Louis Renault, bienfaiteur de Chausey
Le constructeur Louis Renault était devenu Chausiais. Il aimait à se réfugier dans la citadelle.
Connaissez-vous Louis Renault ? “Cher monsieur, ne vous aventurez pas sur ce terrain-là, répondait à notre journal, il y a quelques années, une Chausiaise d’un âge respectable, c’est encore un sujet tabou.”
Aujourd’hui, certains n’hésitent plus à honorer la mémoire du constructeur automobile. “Comme pour Marin Marie, on devrait lui donner le nom d’une rue à Chausey”, confie Bernard Pichard. Au-delà de cette impertinence un tantinet irrévérencieuse, le Chausiais croit dur comme fer à l’innocence de Louis Renault. Pour lui, pas de doute, l’ingénieur n’est pas coupable de collaboration économique lors de la Seconde Guerre mondiale. “À la libération, on lui a cherché des poux dans la tête. Il a payé pour tous les autres industriels. Mais une chose est certaine : les camions de la marque tombaient souvent “mystérieusement” en panne sur le front russe.” À Chausey, Bernard Pichard n’est pas seul à défendre Louis Renault. “En octobre 1944, Louis Renault est décédé, écrit Jean-Michel Thévenin, auteur d’un ouvrage sur Chausey. Les détails de cette mort sont aussi sombres que sordides, liés à la vengeance d’individus louches dont le prétexte était de faire rendre gorge aux collabos. Louis Renault collabo ! C’était aussi ridicule que Charles de Gaulle déserteur et condamné à mort en 1940 comme général félon.”

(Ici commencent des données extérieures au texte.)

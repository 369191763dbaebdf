use anyhow::Context;
use clap::{Parser, Subcommand};
use std::path::{Path, PathBuf};
use std::sync::Arc;
use tracing::debug;
use tracing_subscriber::EnvFilter;

use prompt_judge::config::{Config, load_toml};
use prompt_judge::embedding::{EmbeddingCache, EmbeddingEngine, OpenAiEmbeddingProvider};
use prompt_judge::judge::{LlmJudge, OpenAiChatProvider};
use prompt_judge::models::{ChallengeContext, ConversationSubmission, Submission};
use prompt_judge::output::{self, OutputFormat};
use prompt_judge::{ConversationScorer, Orchestrator, VerificationRequest, VerifierRegistry};

/// Prompt challenge judge - score submissions with verifiers, an LLM judge and embeddings
#[derive(Parser, Debug)]
#[command(author, version, about, long_about = None)]
struct Args {
    #[command(subcommand)]
    command: Command,

    /// Path to the TOML configuration file; defaults apply when omitted
    #[arg(short, long)]
    config: Option<PathBuf>,

    /// Output format: plain or json
    #[arg(short, long, default_value = "plain")]
    output: OutputFormat,

    /// Verbose output - log each provider request
    #[arg(short, long)]
    verbose: bool,
}

#[derive(Subcommand, Debug)]
enum Command {
    /// Verify a single-shot submission
    Verify {
        /// Challenge TOML file
        challenge: PathBuf,
        /// Submission TOML file with `output` and optional `submission_type`
        submission: PathBuf,
    },
    /// Score a chat transcript
    Score {
        /// Challenge TOML file
        challenge: PathBuf,
        /// Conversation TOML file with `[[messages]]` entries
        conversation: PathBuf,
    },
}

fn init_tracing(verbose: bool) {
    let level = if verbose { "debug" } else { "warn" };
    let env_filter = EnvFilter::try_from_default_env().unwrap_or_else(|_| EnvFilter::new(level));

    tracing_subscriber::fmt()
        .with_env_filter(env_filter)
        .with_writer(std::io::stderr)
        .with_target(false)
        .init();
}

fn load_config(path: Option<&Path>) -> anyhow::Result<Config> {
    match path {
        Some(path) => Config::from_file(path),
        None => {
            let mut config = Config::default();
            config.apply_env_overrides(|key| std::env::var(key).ok());
            Ok(config)
        }
    }
}

fn build_judge(config: &Config) -> anyhow::Result<Arc<LlmJudge>> {
    let provider = OpenAiChatProvider::from_config(&config.judge)
        .context("Failed to create judge provider")?;
    Ok(Arc::new(LlmJudge::new(Arc::new(provider))))
}

fn build_embeddings(config: &Config) -> anyhow::Result<Arc<EmbeddingEngine>> {
    let provider = OpenAiEmbeddingProvider::from_config(&config.embedding)
        .context("Failed to create embedding provider")?;
    let cache = Arc::new(EmbeddingCache::new(config.embedding.cache_ttl()));
    let engine = EmbeddingEngine::from_config(Arc::new(provider), cache, &config.embedding);
    Ok(Arc::new(engine))
}

#[tokio::main]
async fn main() -> anyhow::Result<()> {
    let args = Args::parse();
    init_tracing(args.verbose);

    let config = load_config(args.config.as_deref())?;
    debug!(
        judge_model = %config.judge.model,
        embedding_model = %config.embedding.model,
        topic_guard_min_confidence = ?config.scoring.topic_guard_min_confidence,
        "configuration loaded"
    );

    match args.command {
        Command::Verify {
            challenge,
            submission,
        } => {
            let challenge: ChallengeContext = load_toml(&challenge)?;
            let submission: Submission = load_toml(&submission)?;

            let orchestrator = Orchestrator::new(
                VerifierRegistry::with_defaults(),
                build_judge(&config)?,
                build_embeddings(&config)?,
                config.scoring.clone(),
            );
            let request = VerificationRequest {
                challenge,
                output: submission.output,
                submission_type: submission.submission_type,
            };

            let result = orchestrator
                .run_verification(&request)
                .await
                .context("Verification failed")?;
            output::print_verification(&result, args.output);
        }
        Command::Score {
            challenge,
            conversation,
        } => {
            let challenge: ChallengeContext = load_toml(&challenge)?;
            let conversation: ConversationSubmission = load_toml(&conversation)?;

            let scorer = ConversationScorer::new(build_judge(&config)?, config.scoring.clone());
            let response = scorer
                .score_conversation(&challenge, &conversation.messages)
                .await
                .context("Conversation scoring failed")?;
            output::print_scoring(&response, args.output);
        }
    }

    Ok(())
}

Il dépensait sans compter pour son île
Naturellement, d’autres ne partagent pas cet avis. “Je ne veux pas en parler”, affirme un autre Chausiais, rangeant dans les oubliettes de l’histoire “ce triste personnage”.
En revanche, tous sont d’accord sur un point : “Haï ou adulé, Louis Renault était devenu Chausiais, rappelle Jean-Michel Thévenin. Il fut conquis par Chausey, ébloui et décida tout de suite d’acheter”. Dès lors, le constructeur passa beaucoup de son temps dans l’Archipel et y laissa son empreinte. “On lui doit beaucoup. Il a investi de l’argent dans l’archipel”, rappelle Jean-Michel Thévenin. Il restaura l’ancienne forteresse, édifia le hangar à bateaux sous le sémaphore (aujourd’hui à l’abandon), construisit les granges de la ferme et les petites maisons des Blainvillais. “Il était le bienfaiteur de Chausey, résume Bernard Pichard : mon grand-père a même profité d’une aide financière de sa part quand il s’est porté acquéreur de l’hôtel du Fort.”
Loin de Paris, le chef d’entreprise faisait preuve d’une prodigalité sans limite pour son île et ses habitants. “Il a aidé beaucoup de femmes de pêcheurs”, assure Jean- Michel Thévenin. “On dit aussi qu’il conçut le prototype de la 4 CV dans son atelier à Chausey”, confie Bernard Pichard. Il est toutefois difficile d’en apporter la preuve. En revanche, il est certain qu’il fut très proche du monde de la pêche. “Mon grand-père, Charles, transportait tout son matériel de Granville à Chausey, rapporte Philippe Letouzey, président des collectionneurs granvillais. C’était un homme qui n’était pas très mondain, mais qui emmenait mon aïeul en mer.”
Bien que proche du peintre Marin Marie, Louis Renault ne lui apporta aucune aide pour la motorisation de ses bateaux. En revanche, d’après le Granvillais Eugène Lecossois, il fut d’un grand secours pour les pêcheurs et leur bisquine. “Il installa un moteur sur le Gagne-Petit, une unité appartenant à mon oncle, se souvient Eugène Lecossois. C’était la première fois qu’un bateau de pêche à voiles était motorisé à Granville. C’était en 1921.” Un second navire fut aussi doté d’un engin Renault. “Cette fois-ci, ce fut mon père qui en bénéficia”, précise le Granvillais.
Décidément, Louis Renault était omniprésent pour Granville et plus encore pour l’archipel de Chausey.